== Data under study ==

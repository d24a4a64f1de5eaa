//! Smartstyle - rewrites marker lines into Pandoc custom-style fenced divs.
//!
//! This binary runs the smartstyle step pipeline over scene files or
//! stdin and writes the result to stdout or back to the files.

mod cli;

use clap::Parser as ClapParser;
use cli::Cli;
use log::{debug, error, info, warn, LevelFilter};
use std::fs;
use std::io::{self, Read, Write};

use smartstyle_config::Config;
use smartstyle_core::{Result, Scene, SmartStyleError};
use smartstyle_steps::{builtin, replacer, Pipeline, StepContext, StepOutcome};

#[tokio::main(flavor = "current_thread")]
async fn main() {
    let cli = <Cli as ClapParser>::parse();

    if cli.show_paths {
        cli::show_paths();
        return;
    }
    if cli.init_config {
        match Config::ensure_config_file() {
            Ok(path) => println!("{}", path.display()),
            Err(e) => {
                eprintln!("Error: {}", e);
                std::process::exit(1);
            }
        }
        return;
    }
    if cli.list_steps {
        for info in builtin::builtin_step_info() {
            println!("{:<16}{}", info.name, info.description);
        }
        return;
    }
    if cli.describe {
        if let Err(e) = describe() {
            eprintln!("Error: {}", e);
            std::process::exit(1);
        }
        return;
    }

    let config = load_config(&cli);
    let level = cli
        .log_level
        .clone()
        .or_else(|| config.as_ref().ok().map(|c| c.logging.level().to_string()))
        .unwrap_or_else(|| smartstyle_config::DEFAULT_LOG_LEVEL.to_string());
    setup_logging(&level);
    info!("Smartstyle v{}", env!("CARGO_PKG_VERSION"));

    let result = match config {
        Ok(config) => run(&cli, &config).await,
        Err(e) => Err(e),
    };
    if let Err(e) = result {
        error!("Error: {}", e);
        std::process::exit(1);
    }
}

/// Set up logging based on the log level argument.
fn setup_logging(level: &str) {
    env_logger::Builder::new()
        .filter_level(parse_level(level))
        .format(|buf, record| {
            writeln!(
                buf,
                "[{}] {}: {}",
                record.level(),
                record.target(),
                record.args()
            )
        })
        .init();
}

fn parse_level(level: &str) -> LevelFilter {
    match level.to_lowercase().as_str() {
        "trace" => LevelFilter::Trace,
        "debug" => LevelFilter::Debug,
        "info" => LevelFilter::Info,
        "warn" => LevelFilter::Warn,
        "error" => LevelFilter::Error,
        _ => LevelFilter::Warn,
    }
}

/// Print every built-in step description as TOML.
fn describe() -> Result<()> {
    for step in builtin::builtin_steps() {
        let text = toml::to_string_pretty(&step.describe())
            .map_err(|e| SmartStyleError::Config(format!("Serialization error: {}", e)))?;
        println!("{}", text);
    }
    Ok(())
}

/// Load configuration: defaults, user config, `--config`, then CLI flags.
fn load_config(cli: &Cli) -> Result<Config> {
    let mut config = Config::load_with_override(cli.config.as_deref())?;
    config.options.merge(&cli.style_overrides());
    Ok(config)
}

/// Main application logic.
async fn run(cli: &Cli, config: &Config) -> Result<()> {
    let scenes = read_scenes(cli)?;
    debug!("Read {} scene(s)", scenes.len());
    let originals: Vec<Option<String>> = scenes.iter().map(|s| s.contents.clone()).collect();

    let values = config.options.to_values();
    for (id, value) in values.iter() {
        debug!("Option {} = {:?}", id, value);
    }
    let ctx = StepContext::new().with_options(replacer::STEP_NAME, values);
    let pipeline = Pipeline::with_builtins();
    let (scenes, reports) = pipeline.run(scenes, &ctx).await;

    for report in &reports {
        match &report.outcome {
            StepOutcome::Skipped { reason } if reason.is_incomplete_config() => {
                warn!("{}: not configured, scenes passed through", report.step);
            }
            outcome => info!("{}: {} replacement(s)", report.step, outcome.replacements()),
        }
    }

    if cli.in_place && !cli.should_read_stdin() {
        write_in_place(cli, &originals, &scenes)
    } else {
        if cli.in_place {
            warn!("--in-place ignored when reading from stdin");
        }
        write_stdout(&scenes)
    }
}

/// Read one scene per input file, or a single scene from stdin.
fn read_scenes(cli: &Cli) -> Result<Vec<Scene>> {
    if cli.should_read_stdin() {
        info!("Reading from stdin");
        let mut text = String::new();
        io::stdin().read_to_string(&mut text)?;
        return Ok(vec![Scene::new(text)]);
    }

    cli.files
        .iter()
        .map(|path| -> Result<Scene> {
            info!("Processing file: {}", path.display());
            let text = fs::read_to_string(path)?;
            Ok(Scene::new(text).with_title(path.display().to_string()))
        })
        .collect()
}

/// Write scene contents to stdout in order.
fn write_stdout(scenes: &[Scene]) -> Result<()> {
    let stdout = io::stdout();
    let mut out = stdout.lock();
    write_scenes(&mut out, scenes)?;
    out.flush()?;
    Ok(())
}

/// Concatenate scene contents, starting each scene on a fresh line.
fn write_scenes<W: Write>(out: &mut W, scenes: &[Scene]) -> io::Result<()> {
    let mut at_line_start = true;
    for contents in scenes.iter().filter_map(|s| s.contents.as_deref()) {
        if contents.is_empty() {
            continue;
        }
        if !at_line_start {
            out.write_all(b"\n")?;
        }
        out.write_all(contents.as_bytes())?;
        at_line_start = contents.ends_with('\n');
    }
    Ok(())
}

/// Write each scene back to the file it came from, skipping unchanged ones.
fn write_in_place(cli: &Cli, originals: &[Option<String>], scenes: &[Scene]) -> Result<()> {
    for ((path, original), scene) in cli.files.iter().zip(originals).zip(scenes) {
        let Some(contents) = &scene.contents else {
            continue;
        };
        if original.as_ref() != Some(contents) {
            debug!("Rewriting {}", path.display());
            fs::write(path, contents)?;
        }
    }
    Ok(())
}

===

Exercise description → Search the records above for "info". Copy each line where it is found.

Written reply →
use log::{debug, error, info, warn, LevelFilter};
        for info in builtin::builtin_step_info() {
            println!("{:<16}{}", info.name, info.description);
    info!("Smartstyle v{}", env!("CARGO_PKG_VERSION"));
        "info" => LevelFilter::Info,
            outcome => info!("{}: {} replacement(s)", report.step, outcome.replacements()),
        info!("Reading from stdin");
            info!("Processing file: {}", path.display());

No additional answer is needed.